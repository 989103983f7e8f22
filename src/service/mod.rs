//! Query and aggregation services
//!
//! Stateless services, one per entity family. Every operation takes the
//! connection of the caller's session explicitly:
//!
//! ```rust,ignore
//! let session = db.session()?;
//! let page = MetricService::list(&session, Pagination::default(), &MetricFilter::default())?;
//! ```
//!
//! List operations compose a [`Filter`] into a `WHERE` clause, then run it twice:
//! once for the unpaginated count and once for the `LIMIT`/`OFFSET` page.

pub mod campaign;
pub mod experiment;
pub mod metric;
pub mod segment;
pub mod stats;

pub use campaign::{CampaignFilter, CampaignService};
pub use experiment::{ExperimentFilter, ExperimentService};
pub use metric::{MetricFilter, MetricService};
pub use segment::{SegmentFilter, SegmentService};
pub use stats::StatsService;

use chrono::{DateTime, Utc};
use rusqlite::{Connection, Row, ToSql, Transaction, TransactionBehavior};
use thiserror::Error;

use crate::model::{Page, Pagination, ValidationError};
use crate::store::{codec, StoreError};

/// Errors returned by service operations
#[derive(Error, Debug)]
pub enum ServiceError {
    /// The database failed or rejected the write
    #[error(transparent)]
    Store(#[from] StoreError),

    /// The payload was rejected before reaching the database
    #[error("Validation error: {0}")]
    Validation(#[from] ValidationError),
}

impl From<rusqlite::Error> for ServiceError {
    fn from(err: rusqlite::Error) -> Self {
        ServiceError::Store(err.into())
    }
}

impl From<serde_json::Error> for ServiceError {
    fn from(err: serde_json::Error) -> Self {
        ServiceError::Store(err.into())
    }
}

/// Result type for service operations
pub type ServiceResult<T> = Result<T, ServiceError>;

/// Row order of a listing
#[derive(Debug, Clone, Copy, PartialEq, Eq)]
pub enum ListOrder {
    /// Insertion order
    StoreNative,
    /// Most recently created first
    NewestFirst,
}

impl ListOrder {
    fn sql(self) -> &'static str {
        match self {
            ListOrder::StoreNative => "ORDER BY id ASC",
            ListOrder::NewestFirst => "ORDER BY created_at DESC, id DESC",
        }
    }
}

/// Composable `WHERE` clause over text columns
///
/// Dimensions are AND'ed together; the columns of one search dimension are OR'ed.
/// Missing or empty values add nothing.
#[derive(Debug, Default, Clone)]
pub struct Filter {
    clauses: Vec<String>,
    params: Vec<String>,
}

impl Filter {
    pub fn new() -> Self {
        Self::default()
    }

    /// Substring match of `term` against any of `columns`
    pub fn search(mut self, term: Option<&str>, columns: &[&str]) -> Self {
        let Some(term) = term.filter(|t| !t.is_empty()) else {
            return self;
        };
        if columns.is_empty() {
            return self;
        }

        let pattern = format!("%{}%", escape_like(term));
        let alternatives: Vec<String> = columns
            .iter()
            .map(|column| format!("{} LIKE ? ESCAPE '\\'", column))
            .collect();

        self.clauses.push(format!("({})", alternatives.join(" OR ")));
        self.params
            .extend(std::iter::repeat(pattern).take(columns.len()));
        self
    }

    /// Exact match of `column` against `value`
    pub fn eq(mut self, column: &str, value: Option<&str>) -> Self {
        if let Some(value) = value.filter(|v| !v.is_empty()) {
            self.clauses.push(format!("{} = ?", column));
            self.params.push(value.to_string());
        }
        self
    }

    pub fn is_empty(&self) -> bool {
        self.clauses.is_empty()
    }

    fn where_sql(&self) -> String {
        if self.clauses.is_empty() {
            String::new()
        } else {
            format!("WHERE {}", self.clauses.join(" AND "))
        }
    }
}

/// Escape LIKE wildcards so the term matches literally
fn escape_like(term: &str) -> String {
    let mut escaped = String::with_capacity(term.len());
    for c in term.chars() {
        if matches!(c, '\\' | '%' | '_') {
            escaped.push('\\');
        }
        escaped.push(c);
    }
    escaped
}

/// Count the filtered rows, then fetch one page of them
pub(crate) fn fetch_page<T, F>(
    conn: &Connection,
    table: &str,
    columns: &str,
    filter: &Filter,
    order: ListOrder,
    pagination: Pagination,
    map_row: F,
) -> ServiceResult<Page<T>>
where
    F: FnMut(&Row<'_>) -> rusqlite::Result<T>,
{
    let where_sql = filter.where_sql();

    let count_sql = format!("SELECT COUNT(*) FROM {} {}", table, where_sql);
    let total: i64 = conn.query_row(
        &count_sql,
        rusqlite::params_from_iter(filter.params.iter()),
        |row| row.get(0),
    )?;

    let page_sql = format!(
        "SELECT {} FROM {} {} {} LIMIT ? OFFSET ?",
        columns,
        table,
        where_sql,
        order.sql()
    );
    let limit = pagination.limit();
    let skip = pagination.skip();
    let mut dyn_params: Vec<&dyn ToSql> = filter
        .params
        .iter()
        .map(|param| param as &dyn ToSql)
        .collect();
    dyn_params.push(&limit);
    dyn_params.push(&skip);

    let mut statement = conn.prepare(&page_sql)?;
    let rows = statement.query_map(rusqlite::params_from_iter(dyn_params), map_row)?;
    let mut items = Vec::new();
    for row in rows {
        items.push(row?);
    }

    tracing::debug!(table, total, returned = items.len(), "Listed rows");

    Ok(Page { total, items })
}

/// Begin a write transaction that takes the write lock up front
///
/// Read-then-write sequences inside it cannot fail on lock upgrade; a locked
/// database is waited on for the busy timeout instead.
pub(crate) fn write_transaction(conn: &Connection) -> rusqlite::Result<Transaction<'_>> {
    Transaction::new_unchecked(conn, TransactionBehavior::Immediate)
}

/// Timestamp for an update of a row last touched at `previous`
///
/// Never returns a value at or before `previous`, even if the clock has not advanced.
pub(crate) fn next_updated_at(previous: DateTime<Utc>) -> DateTime<Utc> {
    let now = codec::now();
    if now > previous {
        now
    } else {
        previous + chrono::Duration::microseconds(1)
    }
}


#[cfg(test)]
mod tests {
    use super::*;

    #[test]
    fn test_escape_like() {
        assert_eq!(escape_like("50%_off\\"), "50\\%\\_off\\\\");
        assert_eq!(escape_like("plain"), "plain");
    }

    #[test]
    fn test_filter_skips_empty_values() {
        let filter = Filter::new()
            .search(Some(""), &["name", "description"])
            .eq("status", Some(""))
            .eq("category", None);

        assert!(filter.is_empty());
        assert_eq!(filter.where_sql(), "");
    }

    #[test]
    fn test_filter_composition() {
        let filter = Filter::new()
            .search(Some("rev"), &["name", "description"])
            .eq("status", Some("active"));

        assert_eq!(
            filter.where_sql(),
            "WHERE (name LIKE ? ESCAPE '\\' OR description LIKE ? ESCAPE '\\') AND status = ?"
        );
        assert_eq!(filter.params, vec!["%rev%", "%rev%", "active"]);
    }

    #[test]
    fn test_search_matches_wildcards_literally() {
        let conn = Connection::open_in_memory().unwrap();
        conn.execute_batch(
            "CREATE TABLE t (id INTEGER PRIMARY KEY, name TEXT);
             INSERT INTO t (name) VALUES ('100% organic'), ('1000 visits'), ('snake_case');",
        )
        .unwrap();

        let percent = Filter::new().search(Some("0%"), &["name"]);
        let page = fetch_page(
            &conn,
            "t",
            "name",
            &percent,
            ListOrder::StoreNative,
            Pagination::default(),
            |row| row.get::<_, String>(0),
        )
        .unwrap();
        assert_eq!(page.items, vec!["100% organic"]);

        let underscore = Filter::new().search(Some("e_c"), &["name"]);
        let page = fetch_page(
            &conn,
            "t",
            "name",
            &underscore,
            ListOrder::StoreNative,
            Pagination::default(),
            |row| row.get::<_, String>(0),
        )
        .unwrap();
        assert_eq!(page.total, 1);
    }

    #[test]
    fn test_next_updated_at_strictly_increases() {
        let future = Utc::now() + chrono::Duration::seconds(60);
        assert!(next_updated_at(future) > future);

        let past = Utc::now() - chrono::Duration::seconds(60);
        assert!(next_updated_at(past) > past);
    }
}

* **Problem**
Repeat the entries above verbatim, but only from the line that has "pub fn search(mut" down to the line that has "order.sql()", inclusive.

* **Expected answer**
    pub fn search(mut self, term: Option<&str>, columns: &[&str]) -> Self {
        let Some(term) = term.filter(|t| !t.is_empty()) else {
            return self;
        };
        if columns.is_empty() {
            return self;
        }

        let pattern = format!("%{}%", escape_like(term));
        let alternatives: Vec<String> = columns
            .iter()
            .map(|column| format!("{} LIKE ? ESCAPE '\\'", column))
            .collect();

        self.clauses.push(format!("({})", alternatives.join(" OR ")));
        self.params
            .extend(std::iter::repeat(pattern).take(columns.len()));
        self
    }

    /// Exact match of `column` against `value`
    pub fn eq(mut self, column: &str, value: Option<&str>) -> Self {
        if let Some(value) = value.filter(|v| !v.is_empty()) {
            self.clauses.push(format!("{} = ?", column));
            self.params.push(value.to_string());
        }
        self
    }

    pub fn is_empty(&self) -> bool {
        self.clauses.is_empty()
    }

    fn where_sql(&self) -> String {
        if self.clauses.is_empty() {
            String::new()
        } else {
            format!("WHERE {}", self.clauses.join(" AND "))
        }
    }
}

/// Escape LIKE wildcards so the term matches literally
fn escape_like(term: &str) -> String {
    let mut escaped = String::with_capacity(term.len());
    for c in term.chars() {
        if matches!(c, '\\' | '%' | '_') {
            escaped.push('\\');
        }
        escaped.push(c);
    }
    escaped
}

/// Count the filtered rows, then fetch one page of them
pub(crate) fn fetch_page<T, F>(
    conn: &Connection,
    table: &str,
    columns: &str,
    filter: &Filter,
    order: ListOrder,
    pagination: Pagination,
    map_row: F,
) -> ServiceResult<Page<T>>
where
    F: FnMut(&Row<'_>) -> rusqlite::Result<T>,
{
    let where_sql = filter.where_sql();

    let count_sql = format!("SELECT COUNT(*) FROM {} {}", table, where_sql);
    let total: i64 = conn.query_row(
        &count_sql,
        rusqlite::params_from_iter(filter.params.iter()),
        |row| row.get(0),
    )?;

    let page_sql = format!(
        "SELECT {} FROM {} {} {} LIMIT ? OFFSET ?",
        columns,
        table,
        where_sql,
        order.sql()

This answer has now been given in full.